> [EXTRACTED MATERIAL]:

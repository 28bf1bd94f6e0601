//! Core engine types: seats, per-seat storage, RNG, configuration.
//!
//! These are the building blocks every other module leans on. They know
//! nothing about melds or turns.

pub mod player;
pub mod rng;
pub mod config;

pub use player::{Seat, SeatMap};
pub use rng::GameRng;
pub use config::GameConfig;
//! Ordered card collections: hands, capture piles, card pools.
//!
//! A `CardCollection` keeps insertion order and allows several cards with the
//! same rank and suit (a double deck). Cards are addressed either by position
//! or by `CardId`; ids are unique across a live game.

use serde::{Deserialize, Serialize};

use super::card::{Card, CardId, Rank, Suit};

/// Ordered, position- and id-addressable group of cards.
///
/// ## Usage
///
/// ```
/// use pinochle::cards::{Card, CardCollection, CardId, Rank, Suit};
///
/// let mut hand = CardCollection::new();
/// hand.add(Card::new(CardId(3), Rank::King, Suit::Hearts));
/// hand.add(Card::new(CardId(7), Rank::Queen, Suit::Hearts));
///
/// assert_eq!(hand.position_of(&Card::new(CardId(7), Rank::Queen, Suit::Hearts)), Some(1));
/// assert_eq!(hand.remove_by_id(CardId(3)).map(|c| c.rank), Some(Rank::King));
/// assert_eq!(hand.len(), 1);
/// ```
#[derive(Clone, Debug, Default, PartialEq, Eq, Serialize, Deserialize)]
pub struct CardCollection {
    cards: Vec<Card>,
}

impl CardCollection {
    /// Create an empty collection.
    #[must_use]
    pub fn new() -> Self {
        Self::default()
    }

    /// Wrap an existing list of cards, keeping its order.
    #[must_use]
    pub fn from_cards(cards: Vec<Card>) -> Self {
        Self { cards }
    }

    /// Append a card.
    pub fn add(&mut self, card: Card) {
        self.cards.push(card);
    }

    /// Remove the card with the given id.
    ///
    /// Returns the removed card, or `None` if no card carries that id.
    pub fn remove_by_id(&mut self, id: CardId) -> Option<Card> {
        debug_assert!(
            self.cards.iter().filter(|c| c.id == id).count() <= 1,
            "duplicate card id {id} in collection"
        );
        let position = self.cards.iter().position(|c| c.id == id)?;
        Some(self.cards.remove(position))
    }

    /// Remove the card at `position`.
    pub fn remove_at(&mut self, position: usize) -> Option<Card> {
        if position >= self.cards.len() {
            return None;
        }
        Some(self.cards.remove(position))
    }

    /// Remove and return the first card matching rank and suit.
    pub fn take_matching(&mut self, rank: Rank, suit: Suit) -> Option<Card> {
        let position = self.cards.iter().position(|c| c.rank == rank && c.suit == suit)?;
        Some(self.cards.remove(position))
    }

    /// Remove every card.
    pub fn clear(&mut self) {
        self.cards.clear();
    }

    /// Get the card at `position`.
    #[must_use]
    pub fn get(&self, position: usize) -> Option<&Card> {
        self.cards.get(position)
    }

    /// Get the card with the given id.
    #[must_use]
    pub fn find_by_id(&self, id: CardId) -> Option<&Card> {
        self.cards.iter().find(|c| c.id == id)
    }

    /// Check whether a card with this id is present.
    #[must_use]
    pub fn contains_id(&self, id: CardId) -> bool {
        self.cards.iter().any(|c| c.id == id)
    }

    /// All cards of a rank, in insertion order.
    #[must_use]
    pub fn by_rank(&self, rank: Rank) -> Vec<Card> {
        self.cards.iter().filter(|c| c.rank == rank).copied().collect()
    }

    /// All cards of a suit, in insertion order.
    #[must_use]
    pub fn by_suit(&self, suit: Suit) -> Vec<Card> {
        self.cards.iter().filter(|c| c.suit == suit).copied().collect()
    }

    /// All cards matching rank and suit, in insertion order.
    #[must_use]
    pub fn by_rank_and_suit(&self, rank: Rank, suit: Suit) -> Vec<Card> {
        self.cards
            .iter()
            .filter(|c| c.rank == rank && c.suit == suit)
            .copied()
            .collect()
    }

    /// Position of the card identical (id, rank and suit) to `card`.
    #[must_use]
    pub fn position_of(&self, card: &Card) -> Option<usize> {
        self.cards.iter().position(|c| c.is_identical_to(card))
    }

    /// Number of cards.
    #[must_use]
    pub fn len(&self) -> usize {
        self.cards.len()
    }

    #[must_use]
    pub fn is_empty(&self) -> bool {
        self.cards.is_empty()
    }

    /// Same size and every id of `self` is present in `other`.
    ///
    /// Order is ignored.
    #[must_use]
    pub fn is_identical_to(&self, other: &CardCollection) -> bool {
        self.len() == other.len() && self.cards.iter().all(|c| other.contains_id(c.id))
    }

    /// Cards in order.
    #[must_use]
    pub fn cards(&self) -> &[Card] {
        &self.cards
    }

    pub fn iter(&self) -> impl Iterator<Item = &Card> {
        self.cards.iter()
    }

    /// Short codes in order.
    #[must_use]
    pub fn short_codes(&self) -> Vec<String> {
        self.cards.iter().map(Card::short_code).collect()
    }

    /// A copy of this collection without the card at `position`.
    #[must_use]
    pub fn without(&self, position: usize) -> CardCollection {
        let mut copy = self.clone();
        copy.remove_at(position);
        copy
    }
}

impl FromIterator<Card> for CardCollection {
    fn from_iter<I: IntoIterator<Item = Card>>(iter: I) -> Self {
        Self {
            cards: iter.into_iter().collect(),
        }
    }
}

impl<'a> IntoIterator for &'a CardCollection {
    type Item = &'a Card;
    type IntoIter = std::slice::Iter<'a, Card>;

    fn into_iter(self) -> Self::IntoIter {
        self.cards.iter()
    }
}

> [TASK DETAILS]: Every line of the material that includes the word "given" needs to be copied.

> [SOLUTION TO THIS TASK]:
    /// Remove the card with the given id.
    /// Get the card with the given id.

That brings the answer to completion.